United States District Court, W.D. Pennsylvania

June 23, 2015

UNITED STATES OF AMERICA
v.
BRANDON MOOREFIELD

ERIC ROSEN ASSISTANT U.S. ATTORNEY

W. PENN HACKNEY ASSISTANT FEDERAL PUBLIC DEFENDER

OPINION

GUSTAVE DIAMOND UNITED STATES DISTRICT JUDGE

On December 16, 2014, defendant Brandon Moorefield was charged in a one-count indictment with possession of a firearm by a convicted felon on or about November 13, 2014, in violation of 18 U.S.C. §922(g)(1). Presently before the court are the following pretrial motions filed by defendant: (1) Motion to Suppress Evidence (Document No, 35); (2) Motion for Discovery (Document No. 32); (3) Motion to Dismiss the Indictment on Jurisdictional Grounds (Document No. 33) and (4) Motion to Compel the Government to Provide Defendant with a Statement of Uncharged Misconduct Evidence (Document No. 34). The government has filed an omnibus response to defendant's motions. See Document No. 37. For the reasons stated herein, defendant's motion to suppress and motion to dismiss the indictment both will be denied, and his other pretrial motions will be granted in part and denied in part.

I. Background

The background of this case is derived from a criminal complaint against defendant and supporting affidavit filed on November 19, 2014, by Special Agent ("S A") John A. Orlando of the Federal Bureau of Investigation, in which S A Orlando averred that he had probable cause to believe that defendant, a convicted felon, possessed a firearm in violation of federal law. See Document No. 3.

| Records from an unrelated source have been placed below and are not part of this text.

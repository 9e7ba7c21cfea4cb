use crate::checkpoint::{CheckpointStore, EmergencySnapshot};
use crate::errors::{ProcessError, WorkerError};
use crate::phase::Phase;
use crate::state::ProcessState;
use std::future::Future;
use std::sync::Arc;
use std::time::Duration;
use tokio_util::sync::CancellationToken;

/// More errors than this fails the run.
pub const ERROR_THRESHOLD: usize = 10;
/// More retries than this (summed over phases) fails the run.
pub const RETRY_THRESHOLD: u32 = 15;

/// Bounded retry with exponential backoff, plus run-wide error bookkeeping.
#[derive(Clone)]
pub struct ErrorHandler {
    max_retry_count: u32,
    base_delay: Duration,
    checkpoints: Option<Arc<dyn CheckpointStore>>,
    cancel: CancellationToken,
}

impl std::fmt::Debug for ErrorHandler {
    fn fmt(&self, f: &mut std::fmt::Formatter<'_>) -> std::fmt::Result {
        f.debug_struct("ErrorHandler")
            .field("max_retry_count", &self.max_retry_count)
            .field("base_delay", &self.base_delay)
            .field("checkpoints", &self.checkpoints.is_some())
            .finish()
    }
}

impl ErrorHandler {
    pub fn new(max_retry_count: u32, base_delay: Duration) -> Self {
        Self {
            max_retry_count,
            base_delay,
            checkpoints: None,
            cancel: CancellationToken::new(),
        }
    }

    pub fn with_checkpoint_store(mut self, store: Arc<dyn CheckpointStore>) -> Self {
        self.checkpoints = Some(store);
        self
    }

    /// Backoff sleeps end early when `cancel` fires.
    pub fn with_cancellation(mut self, cancel: CancellationToken) -> Self {
        self.cancel = cancel;
        self
    }

    pub fn max_retry_count(&self) -> u32 {
        self.max_retry_count
    }

    pub fn base_delay(&self) -> Duration {
        self.base_delay
    }

    /// Delay before retry `k` (1-based): `base_delay * 2^(k-1)`.
    pub fn backoff(&self, k: u32) -> Duration {
        let exponent = k.saturating_sub(1).min(31);
        self.base_delay.saturating_mul(1u32 << exponent)
    }

    /// Run `op` until it succeeds or the phase's retry budget is spent.
    ///
    /// The budget is `retry_attempts[phase]` against `max_retry_count`, so
    /// revisions already charged to the phase shrink it. On success the
    /// counter goes back to its value on entry.
    pub async fn execute_with_retry<T, F, Fut>(
        &self,
        phase: Phase,
        state: &mut ProcessState,
        mut op: F,
    ) -> Result<T, ProcessError>
    where
        F: FnMut() -> Fut,
        Fut: Future<Output = Result<T, WorkerError>>,
    {
        let baseline = state.retry_count(phase);

        loop {
            let attempt = state.retry_count(phase) - baseline + 1;
            tracing::info!(%phase, attempt, max_attempts = self.max_retry_count.saturating_sub(baseline) + 1, "executing phase");

            let err = match op().await {
                Ok(value) => {
                    state.set_retry_count(phase, baseline);
                    if attempt > 1 {
                        tracing::info!(%phase, attempt, "phase succeeded after retry");
                    }
                    return Ok(value);
                }
                Err(err) if err.is_cancelled() => {
                    return Err(ProcessError::Cancelled { phase });
                }
                Err(err) => err,
            };

            let count = state.retry_count(phase);
            state.set_last_error_phase(Some(phase));
            state.record_error(&format!("Phase {phase} failed: {err}"));
            tracing::error!(%phase, attempt, error = %err, "phase attempt failed");

            if count >= self.max_retry_count {
                let exhausted = ProcessError::RetriesExhausted {
                    phase,
                    retry_count: count,
                    source: err,
                };
                state.record_error(&exhausted.to_string());
                tracing::error!(%phase, retry_count = count, "retry budget exhausted");
                return Err(exhausted);
            }

            let k = count + 1;
            state.set_retry_count(phase, k);
            let delay = self.backoff(k);
            tracing::info!(%phase, retry = k, delay_ms = delay.as_millis() as u64, "retrying after backoff");

            tokio::select! {
                biased;
                _ = self.cancel.cancelled() => return Err(ProcessError::Cancelled { phase }),
                _ = tokio::time::sleep(delay) => {}
            }
        }
    }

    /// Charge one revision of `phase` against its retry budget.
    pub fn register_revision(
        &self,
        phase: Phase,
        state: &mut ProcessState,
    ) -> Result<u32, ProcessError> {
        let count = state.retry_count(phase);
        if count >= self.max_retry_count {
            let err = ProcessError::RevisionsExhausted {
                phase,
                retry_count: count,
            };
            state.set_last_error_phase(Some(phase));
            state.record_error(&err.to_string());
            tracing::warn!(%phase, retry_count = count, "revision budget exhausted");
            return Err(err);
        }
        state.set_retry_count(phase, count + 1);
        Ok(count + 1)
    }

    /// Record a terminal error and write an emergency snapshot.
    ///
    /// A failing checkpoint store is logged and otherwise ignored.
    pub fn handle_critical_error(&self, err: &ProcessError, phase: Phase, state: &mut ProcessState) {
        let message = format!("Critical error in phase {phase}: {err}");
        tracing::error!(severity = "critical", %phase, error = %err, "critical error");

        state.record_error(&format!("CRITICAL - {message}"));
        state.set_last_error_phase(Some(phase));

        if let Some(ref store) = self.checkpoints {
            let snapshot = EmergencySnapshot::capture(state);
            match store.save(&snapshot) {
                Ok(()) => tracing::info!(run_id = %snapshot.run_id, "emergency snapshot saved"),
                Err(e) => tracing::error!(error = %e, "failed to save emergency snapshot"),
            }
        }
    }

    /// `false` once the run has accumulated too many errors or retries.
    pub fn check_error_threshold(&self, state: &ProcessState) -> bool {
        let errors = state.errors().len();
        let retries = state.total_retries();
        if errors > ERROR_THRESHOLD || retries > RETRY_THRESHOLD {
            tracing::warn!(errors, retries, "error threshold exceeded");
            return false;
        }
        true
    }

    /// Clear one phase's retry counter, or all error bookkeeping when `phase` is `None`.
    pub fn reset_error_state(&self, state: &mut ProcessState, phase: Option<Phase>) {
        match phase {
            Some(p) => {
                state.clear_retries(Some(p));
                tracing::info!(phase = %p, "reset phase error state");
            }
            None => {
                state.clear_retries(None);
                state.clear_errors();
                state.clear_warnings();
                state.set_last_error_phase(None);
                tracing::info!("reset run error state");
            }
        }
    }
}

/// `"major.minor"` to `"major.(minor+1)"`; anything unparseable restarts at `"1.1"`.
pub fn increment_version(version: &str) -> String {
    let parsed = version
        .split_once('.')
        .and_then(|(major, minor)| Some((major.parse::<u64>().ok()?, minor.parse::<u64>().ok()?)));
    match parsed {
        Some((major, minor)) => format!("{major}.{}", minor + 1),
        None => "1.1".to_string(),
    }
}

#[cfg(test)]
mod tests {
    use super::*;
    use crate::checkpoint::MemoryCheckpointStore;
    use std::sync::atomic::{AtomicU32, Ordering};
    use tokio::time::Instant;

    fn handler(max: u32) -> ErrorHandler {
        ErrorHandler::new(max, Duration::from_secs(1))
    }

    #[test]
    fn test_backoff_doubles() {
        let h = handler(3);
        assert_eq!(h.backoff(1), Duration::from_secs(1));
        assert_eq!(h.backoff(2), Duration::from_secs(2));
        assert_eq!(h.backoff(3), Duration::from_secs(4));
    }

    #[test]
    fn test_increment_version() {
        assert_eq!(increment_version("1.0"), "1.1");
        assert_eq!(increment_version("2.9"), "2.10");
        assert_eq!(increment_version("garbage"), "1.1");
        assert_eq!(increment_version("1.x"), "1.1");
        assert_eq!(increment_version(""), "1.1");
    }

    #[tokio::test(start_paused = true)]
    async fn test_success_does_not_retry_or_sleep() {
        let h = handler(3);
        let mut state = ProcessState::new();
        let start = Instant::now();
        let value = h
            .execute_with_retry(Phase::SystemAnalysis, &mut state, || async { Ok::<_, WorkerError>(7) })
            .await
            .unwrap();
        assert_eq!(value, 7);
        assert_eq!(state.retry_count(Phase::SystemAnalysis), 0);
        assert!(state.errors().is_empty());
        assert_eq!(start.elapsed(), Duration::ZERO);
    }

    #[tokio::test(start_paused = true)]
    async fn test_always_failing_exhausts_after_max_plus_one_attempts() {
        let h = handler(2);
        let mut state = ProcessState::new();
        let calls = AtomicU32::new(0);
        let start = Instant::now();

        let err = h
            .execute_with_retry(Phase::DataArchitecture, &mut state, || {
                calls.fetch_add(1, Ordering::SeqCst);
                async { Err::<(), _>(WorkerError::failed("data_architect", "down")) }
            })
            .await
            .unwrap_err();

        assert_eq!(calls.load(Ordering::SeqCst), 3);
        assert!(matches!(
            err,
            ProcessError::RetriesExhausted { phase: Phase::DataArchitecture, retry_count: 2, .. }
        ));
        // 1s + 2s of backoff
        assert_eq!(start.elapsed(), Duration::from_secs(3));
        assert_eq!(state.last_error_phase(), Some(Phase::DataArchitecture));
        assert_eq!(state.retry_count(Phase::DataArchitecture), 2);
    }

    #[tokio::test(start_paused = true)]
    async fn test_transient_failures_then_success_restore_counter() {
        let h = handler(3);
        let mut state = ProcessState::new();
        let calls = AtomicU32::new(0);

        h.execute_with_retry(Phase::SystemAnalysis, &mut state, || {
            let n = calls.fetch_add(1, Ordering::SeqCst);
            async move {
                if n < 2 {
                    Err(WorkerError::failed("system_analyst", "flaky"))
                } else {
                    Ok(())
                }
            }
        })
        .await
        .unwrap();

        assert_eq!(state.retry_count(Phase::SystemAnalysis), 0);
        assert_eq!(state.errors().len(), 2);
    }

    #[tokio::test(start_paused = true)]
    async fn test_charged_revisions_shrink_retry_budget() {
        let h = handler(2);
        let mut state = ProcessState::new();
        h.register_revision(Phase::FunctionalRequirements, &mut state).unwrap();
        let calls = AtomicU32::new(0);

        let err = h
            .execute_with_retry(Phase::FunctionalRequirements, &mut state, || {
                calls.fetch_add(1, Ordering::SeqCst);
                async { Err::<(), _>(WorkerError::failed("ux_designer", "down")) }
            })
            .await
            .unwrap_err();
        assert_eq!(calls.load(Ordering::SeqCst), 2);
        assert_eq!(err.retry_count(), Some(2));
    }

    #[tokio::test(start_paused = true)]
    async fn test_cancellation_during_backoff() {
        let cancel = CancellationToken::new();
        let h = handler(3).with_cancellation(cancel.clone());
        let mut state = ProcessState::new();

        let trigger = tokio::spawn(async move {
            tokio::time::sleep(Duration::from_millis(500)).await;
            cancel.cancel();
        });
        let err = h
            .execute_with_retry(Phase::SystemAnalysis, &mut state, || async {
                Err::<(), _>(WorkerError::failed("system_analyst", "down"))
            })
            .await
            .unwrap_err();
        trigger.await.unwrap();
        assert!(matches!(err, ProcessError::Cancelled { phase: Phase::SystemAnalysis }));
    }

    #[test]
    fn test_register_revision_until_exhausted() {
        let h = handler(2);
        let mut state = ProcessState::new();
        assert_eq!(h.register_revision(Phase::SolutionArchitecture, &mut state).unwrap(), 1);
        assert_eq!(h.register_revision(Phase::SolutionArchitecture, &mut state).unwrap(), 2);
        let err = h
            .register_revision(Phase::SolutionArchitecture, &mut state)
            .unwrap_err();
        assert!(matches!(err, ProcessError::RevisionsExhausted { retry_count: 2, .. }));
        assert_eq!(state.errors().len(), 1);
    }

    #[test]
    fn test_error_threshold() {
        let h = handler(3);
        let mut state = ProcessState::new();
        for i in 0..10 {
            state.record_error(&format!("error {i}"));
        }
        assert!(h.check_error_threshold(&state));
        state.record_error("one too many");
        assert!(!h.check_error_threshold(&state));

        let mut state = ProcessState::new();
        state.set_retry_count(Phase::SystemAnalysis, 8);
        state.set_retry_count(Phase::DataArchitecture, 8);
        assert!(!h.check_error_threshold(&state));
    }

    #[test]
    fn test_critical_error_writes_snapshot() {
        let store = Arc::new(MemoryCheckpointStore::new());
        let h = handler(3).with_checkpoint_store(store.clone());
        let mut state = ProcessState::new();
        state.set_current_phase(Phase::Integration);

        let err = ProcessError::ReviewRejected {
            phase: Phase::SolutionArchitecture,
        };
        h.handle_critical_error(&err, Phase::SolutionReview, &mut state);

        assert!(state.errors()[0].contains("CRITICAL - "));
        assert_eq!(state.last_error_phase(), Some(Phase::SolutionReview));
        let snaps = store.entries().unwrap();
        assert_eq!(snaps.len(), 1);
        assert_eq!(snaps[0].current_phase, Phase::Integration);
        assert_eq!(snaps[0].errors.len(), 1);
    }

    #[test]
    fn test_reset_error_state() {
        let h = handler(3);
        let mut state = ProcessState::new();
        state.set_retry_count(Phase::SystemAnalysis, 2);
        state.set_retry_count(Phase::DataArchitecture, 1);
        state.record_error("x");
        state.set_last_error_phase(Some(Phase::SystemAnalysis));

        h.reset_error_state(&mut state, Some(Phase::SystemAnalysis));
        assert_eq!(state.retry_count(Phase::SystemAnalysis), 0);
        assert_eq!(state.retry_count(Phase::DataArchitecture), 1);
        assert_eq!(state.errors().len(), 1);

        h.reset_error_state(&mut state, None);
        assert_eq!(state.total_retries(), 0);
        assert!(state.errors().is_empty());
        assert_eq!(state.last_error_phase(), None);
    }
}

According to SA Orlando's affidavit, on November 13, 2014, officers of the Wilkinsburg Police Department and the Allegheny County Probation Office were traveling on Swissvale Avenue in Wilkinsburg when they observed defendant walking with a plainly visible outline of a firearm protruding from his clothing. The officers approached defendant, identified themselves as law enforcement and stated that they needed to speak with him. In response, defendant grabbed the right side of his waistband and fled toward Perm Avenue. The officers turned their vehicle around and then observed defendant fleeing toward Stoner Way with a firearm in his hand. A chase ensued and, at one point, the officers observed defendant hiding near Stoner Way, but they noticed that he no longer had the firearm in his hand. The officers continued to chase defendant until he was stopped and apprehended near the intersection of Penn Avenue and Coal Street in Wilkinsburg.

Defendant was taken into custody and a search incident to arrest revealed that he had a bag of marijuana. The officers returned to the location where they had observed defendant hiding and recovered a firearm with an extended magazine, which was loaded with 30 rounds of ammunition and had a bullet in the chamber.

According to SA Orlando's affidavit, defendant's criminal history shows that he has a previous conviction of a state felony narcotics offense punishable by more than one year imprisonment. In addition, the firearm in question was reported stolen out of Pittsburgh in June 2013. Ruger, the manufacturer of the firearm, has manufacturing operations in Arizona, New Hampshire and Connecticut, thus the firearm traveled in interstate commerce.

II. Motion to Suppress Evidence (Document No. 35)

Defendant argues that the evidence seized during his arrest on November 13, 2014, should be suppressed because it was obtained in violation of the Fourth Amendment for the following reasons: (1) the decision to accost him was without probable cause; (2) his arrest was warrantless and without probable cause and does not fall within any exception to the warrant requirement; and (3) the seizure of evidence following his arrest was warrantless and without probable cause and the police conduct does not fall within any exception to the warrant requirement. Defendant's motion contains little else beyond these general, bare-bones assertions that the police conduct violated his Fourth Amendment rights. However, he requests a hearing "at which the government's proffered justification for the admissibility of its evidence may be heard, examined, and ruled upon by this honorable Court." In response, the government argues that defendant's suppression motion fails to contain a single fact that contradicts the allegations set forth in the criminal complaint, thus he has failed to present a colorable claim for a basis to suppress, and his motion should be denied without a hearing. The government is correct.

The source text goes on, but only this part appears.